O cabo que se partiu na tarde de 3 de setembro em Lisboa era constituído por seis cordões de 36 arames de aço, com alma em fibra, um diâmetro de 32 milímetros e aguentaria uma carga de aproximadamente 68 toneladas.
As características técnicas do cabo de tração do Elevador da Glória estão minuciosamente descritas no relatório preliminar divulgado pelo Gabinete de Investigação dias depois do acidente.
Nesse documento está escrito que "este tipo de cabo é usado no ascensor há cerca de seis anos" e, há seis anos, o presidente da Câmara de Lisboa era o socialista Fernando Medina. Acontece que no relatório divulgado segunda-feira passada, consta uma informação diferente.
O documento corrige a data de aquisição do cabo e diz que o processo teve início em março de 2022 e, nesta data, comandava a autarquia o social-democrata Carlos Moedas.
O jornal Expresso destaca esta discrepância de datas e pediu explicações ao GPIAAF. O Gabinete de Investigação ao acidente alega que, inicialmente, se baseou em "elementos documentais e testemunhais", mas teve de corrigir essa informação com base nas "extensas evidências" recolhidas desde então.

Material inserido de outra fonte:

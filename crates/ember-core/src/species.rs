//! Particle species tags.

use std::fmt;

/// Species of a transported particle.
///
/// The discriminant is the value stored in the record's
/// [`SPECIES`](crate::record::particle::SPECIES) field.
#[derive(Clone, Copy, Debug, PartialEq, Eq, Hash, PartialOrd, Ord)]
#[repr(u8)]
pub enum Species {
    /// Neutron.
    Neutron = 1,
    /// Photon (gamma).
    Photon = 2,
    /// Delayed-neutron precursor.
    Precursor = 3,
}

impl Species {
    /// Every species, in tag order.
    pub const ALL: [Species; 3] = [Species::Neutron, Species::Photon, Species::Precursor];

    /// Number of species.
    pub const COUNT: usize = Self::ALL.len();

    /// Decode a species tag read from a record.
    ///
    /// Returns `None` for any value that is not an exact species tag,
    /// including the zero left behind by a cleared record.
    pub fn from_tag(tag: f64) -> Option<Species> {
        match tag {
            t if t == 1.0 => Some(Species::Neutron),
            t if t == 2.0 => Some(Species::Photon),
            t if t == 3.0 => Some(Species::Precursor),
            _ => None,
        }
    }

    /// The value written into the record's species field.
    pub fn tag(self) -> f64 {
        self as u8 as f64
    }

    /// Dense index `0..COUNT`, used to address per-species tables.
    pub fn index(self) -> usize {
        self as usize - 1
    }
}

impl fmt::Display for Species {
    fn fmt(&self, f: &mut fmt::Formatter<'_>) -> fmt::Result {
        let name = match self {
            Species::Neutron => "neutron",
            Species::Photon => "photon",
            Species::Precursor => "precursor",
        };
        f.write_str(name)
    }
}

#[cfg(test)]
mod tests {
    use super::*;

    #[test]
    fn tag_round_trip() {
        for s in Species::ALL {
            assert_eq!(Species::from_tag(s.tag()), Some(s));
        }
    }

    #[test]
    fn cleared_tag_is_not_a_species() {
        assert_eq!(Species::from_tag(0.0), None);
        assert_eq!(Species::from_tag(1.5), None);
        assert_eq!(Species::from_tag(f64::NAN), None);
    }

    #[test]
    fn indices_are_dense() {
        let idx: Vec<_> = Species::ALL.iter().map(|s| s.index()).collect();
        assert_eq!(idx, vec![0, 1, 2]);
    }
}
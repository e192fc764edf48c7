//! Offset-addressed arena and intrusive lists for Ember.
//!
//! Every dynamic structure of a run lives in one flat, growable store of
//! `f64` fields and is named by an integer [`Offset`](ember_core::Offset),
//! never by a reference: growth may move the backing store.
//!
//! ```text
//! Arena
//! ├── Vec<AtomicU64>   (fields; [0, size) allocated, rest reserved)
//! ├── bump cursor
//! └── GrowthGate       (allow/deny; growth with the gate closed is fatal)
//!
//! list::*              (doubly-linked lists threaded through arena records)
//! ```
//!
//! # Growth discipline
//!
//! Field access takes `&Arena` and is safe to share across worker threads.
//! Growth takes `&mut Arena`, so it cannot overlap a parallel region, and
//! must additionally happen inside a [`GrowthWindow`]:
//!
//! ```
//! use ember_arena::{Arena, ArenaConfig};
//!
//! let mut arena = Arena::new(&ArenaConfig::default()).unwrap();
//! let base = {
//!     let mut window = arena.growth_window();
//!     window.allocate(8)
//! };
//! arena.put(base, 1.5);
//! assert_eq!(arena.get(base), 1.5);
//! ```

#![deny(missing_docs)]
#![deny(rustdoc::broken_intra_doc_links)]
#![forbid(unsafe_code)]

pub mod config;
pub mod error;
pub mod gate;
pub mod list;
pub mod store;

pub use config::ArenaConfig;
pub use error::ArenaError;
pub use gate::GrowthGate;
pub use list::{ListIter, SortOrder};
pub use store::{Arena, GrowthWindow};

Entretanto, a administração demissionária da Carris enviou um comunicado a dizer que não deu qualquer informação errada ao GPIAAF e que o conselho de administração da empresa não foi inquirido no âmbito desta investigação.
Contactado pela SIC, o gabinete de Carlos Moedas remete para o comunicado da Carris. Fica por explicar de onde surgiu a informação errada que consta do relatório inicial.